Subways and buses started to roll again in some sections of New York City on Thursday, promising a morning commute at least slightly more fluid than Wednesday’s gridlock brought on byHurricane Sandy.
Subway service had been scheduled to begin at 6 a.m., but a half-hour earlier than scheduled — and not a moment too soon — New York City’s subway system lurched into motion. Service was scheduled to resume on 14 of the city’s 23 subway lines, but several critical lines — the No. 3 and 7 trains and the B, C, E, G and Q trains — remained dark. Many trains will have large gaps in their routes, including the No. 4 train, which will have no service between 42nd Street in Manhattan and Borough Hall in Brooklyn because of flooding in its tunnel beneath the East River and power problems.
Service between the two boroughs is by shuttle bus, with departures from the transportation hub at the Barclays Center and from Hewes Street on the border of Williamsburg and Bedford-Stuyvesant in Brooklyn.
Vehicle traffic was exceptionally heavy as drivers tried to make it into Manhattan before 6 a.m., when the city has required at least three people in every vehicle entering Manhattan over most major bridges, like the Robert F. Kennedy, Manhattan, Brooklyn and Williamsburg Bridges. By 6:30, traffic had cleared up in some areas, but much of the region’s arterial system remained a parking lot as of 7 a.m., with police checkpoints set up in many places to enforce the high-occupancy vehicle rule, except at the George Washington Bridge.

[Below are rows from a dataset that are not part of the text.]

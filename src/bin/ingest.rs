use std::path::PathBuf;

use anyhow::{Context, Result, anyhow};
use tracing::warn;

use nba_lens::config::{AppConfig, init_logging};
use nba_lens::dataset::SeasonDataset;
use nba_lens::game_log;
use nba_lens::season_index::normalize_season_label;
use nba_lens::season_store;

const USAGE: &str = "usage: nba_lens_ingest <season YYYY-YY> <game_log.json> [--db PATH]";

fn main() -> Result<()> {
    init_logging();

    let args = std::env::args().skip(1).collect::<Vec<_>>();
    let positional = positional_args(&args);
    let [season_raw, log_path] = positional.as_slice() else {
        return Err(anyhow!("{USAGE}"));
    };
    let season = normalize_season_label(season_raw)
        .ok_or_else(|| anyhow!("invalid season '{season_raw}' (expected YYYY-YY)"))?;

    let db_path = match parse_db_path_arg(&args) {
        Some(path) => path,
        None => AppConfig::load()?.db_path,
    };

    let raw = std::fs::read_to_string(log_path)
        .with_context(|| format!("read game log {log_path}"))?;
    let records = game_log::parse_game_log_json(&raw)?;
    let canonical = game_log::canonicalize(&season, records);
    for warning in &canonical.warnings {
        warn!(season = %season, "{warning}");
    }

    let dataset = SeasonDataset::new(season.clone(), canonical.rows.clone());
    let mut conn = season_store::open_db(&db_path)?;
    let summary =
        season_store::upsert_season(&mut conn, &season, &canonical.rows, Some(log_path.as_str()))?;

    println!("Season ingest complete");
    println!("DB: {}", db_path.display());
    println!("Season: {}", summary.season);
    println!("Rows stored: {}", summary.rows_written);
    println!("Teams: {}", dataset.team_count());
    println!(
        "Latest game: {}",
        dataset
            .latest_date()
            .map(|d| d.to_string())
            .unwrap_or_else(|| "n/a".to_string())
    );
    if !canonical.warnings.is_empty() {
        println!("  warnings: {}", canonical.warnings.len());
        for w in canonical.warnings.iter().take(6) {
            println!("   - {w}");
        }
    }

    Ok(())
}

fn positional_args(args: &[String]) -> Vec<String> {
    let mut out = Vec::new();
    let mut skip_next = false;
    for arg in args {
        if skip_next {
            skip_next = false;
            continue;
        }
        if arg == "--db" {
            skip_next = true;
            continue;
        }
        if arg.starts_with("--") {
            continue;
        }
        out.push(arg.clone());
    }
    out
}

fn parse_db_path_arg(args: &[String]) -> Option<PathBuf> {
    for (idx, arg) in args.iter().enumerate() {
        if let Some(path) = arg.strip_prefix("--db=") {
            let trimmed = path.trim();
            if !trimmed.is_empty() {
                return Some(PathBuf::from(trimmed));
            }
        }
        if arg == "--db" {
            let Some(next) = args.get(idx + 1) else {
                continue;
            };
            if !next.trim().is_empty() {
                return Some(PathBuf::from(next));
            }
        }
    }
    None
}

The effects of the storm will take time to unwind throughout the transit system, with commutes that could still take hours, half-mile lines at suburban gas stations and city buses stuffed beyond capacity.
The storm damage had a synergy of its own. Efforts to pump floodwaters from subway and automobile tunnels were slowed by electrical shortages. Hastily arranged car pools became bogged down on highways and city streets clogged with other commuters. Many gas stations, without power to operate their pumps, could not open for business, eerily evoking the fuel crisis of the 1970s.
Only bicycles seemed to be rolling, though treacherously on Thursday in the still-dark caverns of Lower Manhattan.
The delays were “the equivalent of a subway strike with several of our major tunnels closed,” said Samuel I. Schwartz, a former city traffic commissioner known as Gridlock Sam, who said he could recall only one instance — when there was a powerful storm during a transit strike in 1980 — when traffic had been as bad.
On Wednesday, city buses, the only piece of the mass transit network operating in earnest, often bypassed waiting commuters, unable to take on more passengers. Those who did make it on board often got off well before their stop, reasoning that they could walk faster.
“Maybe when it turns green, people will start moving,” Abraham Riesman, 26, said as he rode an M10 bus stopped at a red light along Central Park West. Then the light turned.
“Nope.”
Eric Bourne, 27, waited 30 minutes for the M4 bus at 138th Street and Broadway before he realized there was a path of less resistance: walking to his job at Parsons Dance in Times Square, where he is a modern dancer. Woe was to the less fit.
Parking garages filled early, with lines of cars in front of some gates before they opened near dawn. Diego Trilleras, the manager at a Manhattan Parking Group garage at East 56th Street, said he had not seen such a business boom since before the economic downturn. Some customers, he said, would probably have to wait an hour to get their cars out again. “They understand,” he said hopefully.
With no underground route from Queens to Manhattan and car traffic stalled, some crossed the Ed Koch Queensboro Bridge on bike or foot. One Twitter user described cycling over the bridge as “escaping zombie apocalypse.”
Others attempted cab sharing, the delicate art of piling into a yellow taxi with strangers. Some cabs declined. At a red light at 86th Street and Broadway, one man approached several cabs that already had passengers at a red light, and the drivers refused to open their doors. Finally, one cabby rolled down his window. There were three passengers already in the back, but the man persuaded the driver to let him sit in the passenger seat, before the car began staggering downtown.